It’s the day after Christmas, ho-ho-ho-hum. The presents are already open, your elbows are getting rubbed a little raw with all these relatives around, and you’re sick of holiday cookies and candy and fruitcake. It’s all too tempting to jump on the old cellphone and see what snarky things are being said on social media, or flip on the tube and see what they’re saying on TMZ.
Stop! You can do that anytime. Instead, go to the website “Chronicling America” and check out a newspaper that is 100 years old today – the Philadelphia Evening Ledger of Dec. 26, 1914. There was a lot going on, even though the day being reported on was Christmas:
- World War I, from “Peace for an Hour as Soldiers Pray on Battlefields” to “Czar Breaks German Line: Gains Ground in Poland”
- Pancho Villa was on the move: “Villistas Drive Defenders Back Near Vera Cruz”
- Really peculiar cartoons were being published;
- The sale of the New York Yankees was pending;
- Washington, D.C., experienced a small earthquake on Christmas Eve, at 10:51 p.m. ;
- A religious revival was slated, by the famous baseball-player-turned-preacher, Billy Sunday;
- The doings of every service club in Philly were noted, from the Royal Arcanum to the Artisans Order of Mutual Protection
- And, you can read episode IV of a piece of fiction: “Zudora, A Great Mystic Story by Harold MacGrath.” (Not to worry – it has a synopsis).
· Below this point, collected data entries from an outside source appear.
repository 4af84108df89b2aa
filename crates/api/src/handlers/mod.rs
pub mod auctions;
pub mod auth;
pub mod categories;
pub mod dashboard;
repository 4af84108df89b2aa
//! Auction image model.

use aiforge_core::types::DbId;
use serde::Serialize;
use sqlx::FromRow;

/// An image row from the `images` table. Owned by exactly one auction;
/// a partial unique index guarantees at most one primary image per auction.
#[derive(Debug, Clone, FromRow, Serialize)]
pub struct Image {
    pub id: DbId,
    pub auction_id: DbId,
    pub url: String,
    pub storage_key: String,
    pub is_primary: bool,
}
Old newspapers are addictive. Predating TV, radio and (of course) the internet, they were the go-to public source for entertainment. They do, in fact, serve up “history as it is being written,” but they also show you what our society was like at a brief moment in time. The ads are fascinating (“Newton Coal Answers the Burning Question!” “First Canaries Since the War Arrive on Steamer Sloterdyk from Rotterdam!”). Just looking at the differences and the similarities in what was considered news is fascinating. You can get lost in these old papers. My grandpa Phil, on my mother’s side, served in the U.S. Army infantry in WWI; he probably was in some of the battles reported in this newspaper (after the U.S. got in, of course). These are the kinds of papers he, and my grandma, and their parents would have been getting all of their news out of.
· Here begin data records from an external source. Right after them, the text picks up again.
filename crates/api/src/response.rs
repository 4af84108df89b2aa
//! Shared response envelope types for API handlers.
//!
//! All API responses use a `{ "data": ... }` envelope. Use [`DataResponse`]
//! instead of ad-hoc `serde_json::json!({ "data": ... })` to get
//! compile-time type safety and consistent serialization.

use serde::Serialize;

/// Standard `{ "data": T }` response envelope.
#[derive(Debug, Serialize)]
pub struct DataResponse<T: Serialize> {
    pub data: T,
}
Chronicling America, which offers digitized copies of thousands of newspapers of yore, is a site backed by the Library of Congress and the National Endowment for the Humanities. In addition to the huge trove of searchable papers it offers, the site also selects several papers 100 years old today for your perusal, daily.
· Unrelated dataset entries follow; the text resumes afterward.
//! HTTP-level integration tests for the authenticated dashboard.

mod common;

use axum::http::StatusCode;
use common::{
    auction_body, body_json, first_category, get, get_auth, post_auth, post_json_auth, seed_user,
};
use sqlx::PgPool;

async fn create_active_auction(
    app: &axum::Router,
    pool: &PgPool,
    token: &str,
    starting_price: i64,
) -> i64 {
    let category_id = first_category(pool).await;
    let response = post_json_auth(
        app,
        "/api/v1/auctions",
        token,
        auction_body(category_id, starting_price),
    )
    .await;
    assert_eq!(response.status(), StatusCode::CREATED);
    let json = body_json(response).await;
    let id = json["data"]["id"].as_i64().expect("id");

    let response = post_auth(app, &format!("/api/v1/auctions/{id}/activate"), token).await;
    assert_eq!(response.status(), StatusCode::OK);
    id
}

#[sqlx::test(migrations = "../../migrations")]
async fn test_dashboard_requires_auth(pool: PgPool) {
    let app = common::build_test_app(pool);
    let response = get(&app, "/api/v1/dashboard").await;
    assert_eq!(response.status(), StatusCode::UNAUTHORIZED);
}

/// The dashboard splits into what the user sells and what they bid on, and
/// carries their profile without the password hash.
#[sqlx::test(migrations = "../../migrations")]
async fn test_dashboard_aggregation(pool: PgPool) {
    let (_seller_id, seller_token) = seed_user(&pool, "seller").await;
    let (_bidder_id, bidder_token) = seed_user(&pool, "bidder").await;
    let app = common::build_test_app(pool.clone());

    let own_id = create_active_auction(&app, &pool, &bidder_token, 1000).await;
    let other_id = create_active_auction(&app, &pool, &seller_token, 2000).await;

    // Two bids on the same auction; only the latest should show.
    for amount in [3000, 4000] {
        let response = post_json_auth(
            &app,
            &format!("/api/v1/auctions/{other_id}/bids"),
            &bidder_token,
            serde_json::json!({ "amount": amount }),
        )
        .await;
        assert_eq!(response.status(), StatusCode::CREATED);
    }

    let response = get_auth(&app, "/api/v1/dashboard", &bidder_token).await;
    assert_eq!(response.status(), StatusCode::OK);
    let json = body_json(response).await;

    let selling = json["data"]["selling"].as_array().unwrap();
    assert_eq!(selling.len(), 1);
    assert_eq!(selling[0]["id"].as_i64().unwrap(), own_id);

    let bidding = json["data"]["bidding"].as_array().unwrap();
    assert_eq!(bidding.len(), 1);
    assert_eq!(bidding[0]["auction_id"].as_i64().unwrap(), other_id);
    assert_eq!(bidding[0]["my_bid_amount"], 4000);
    assert_eq!(bidding[0]["current_price"], 4000);
    assert_eq!(bidding[0]["seller_name"], "seller");

    assert_eq!(json["data"]["user"]["name"], "bidder");
    assert!(json["data"]["user"].get("password_hash").is_none());
}

/// A fresh user gets empty lists rather than an error.
#[sqlx::test(migrations = "../../migrations")]
async fn test_dashboard_empty(pool: PgPool) {
    let (_user_id, token) = seed_user(&pool, "newcomer").await;
    let app = common::build_test_app(pool);

    let response = get_auth(&app, "/api/v1/dashboard", &token).await;
    assert_eq!(response.status(), StatusCode::OK);
    let json = body_json(response).await;
    assert_eq!(json["data"]["selling"], serde_json::json!([]));
    assert_eq!(json["data"]["bidding"], serde_json::json!([]));
}

/// A valid token for a deleted user is rejected.
#[sqlx::test(migrations = "../../migrations")]
async fn test_dashboard_deleted_user(pool: PgPool) {
    let (user_id, token) = seed_user(&pool, "ghost").await;
    let app = common::build_test_app(pool.clone());

    sqlx::query("DELETE FROM users WHERE id = $1")
        .bind(user_id)
        .execute(&pool)
        .await
        .unwrap();

    let response = get_auth(&app, "/api/v1/dashboard", &token).await;
    assert_eq!(response.status(), StatusCode::UNAUTHORIZED);
}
Old news is good news. Check it out.
Comments (2)
Oh dear, good info but disappointing, or I missed the link. Headline “Sensationalism! Yellow Journalism! More, More, More!” misleading. Was hoping for some info, background, history, people and what of Yellow Journalism. I have a memory of Ida Tarbell, muckrakers, Standard Oil etc. I was hoping for a clear-cut summary of Yellow Journalism: who, what, where, when, why – and sometimes how. Thanks
Actually, the term “Yellow Journalism” has its roots in the sensational journalism practiced by Hearst and others; it took its name from “The Yellow Kid,” a cartoon character of that era. http://blogs.loc.gov/loc/2012/03/take-those-comics-seriously/
For the muckraking of Ida Tarbell, Ray Stannard Baker and others, I’d recommend McClure’s Magazine, where many of those groundbreaking journalistic pieces first were published. We have Baker’s papers in the Manuscript Division here at the Library.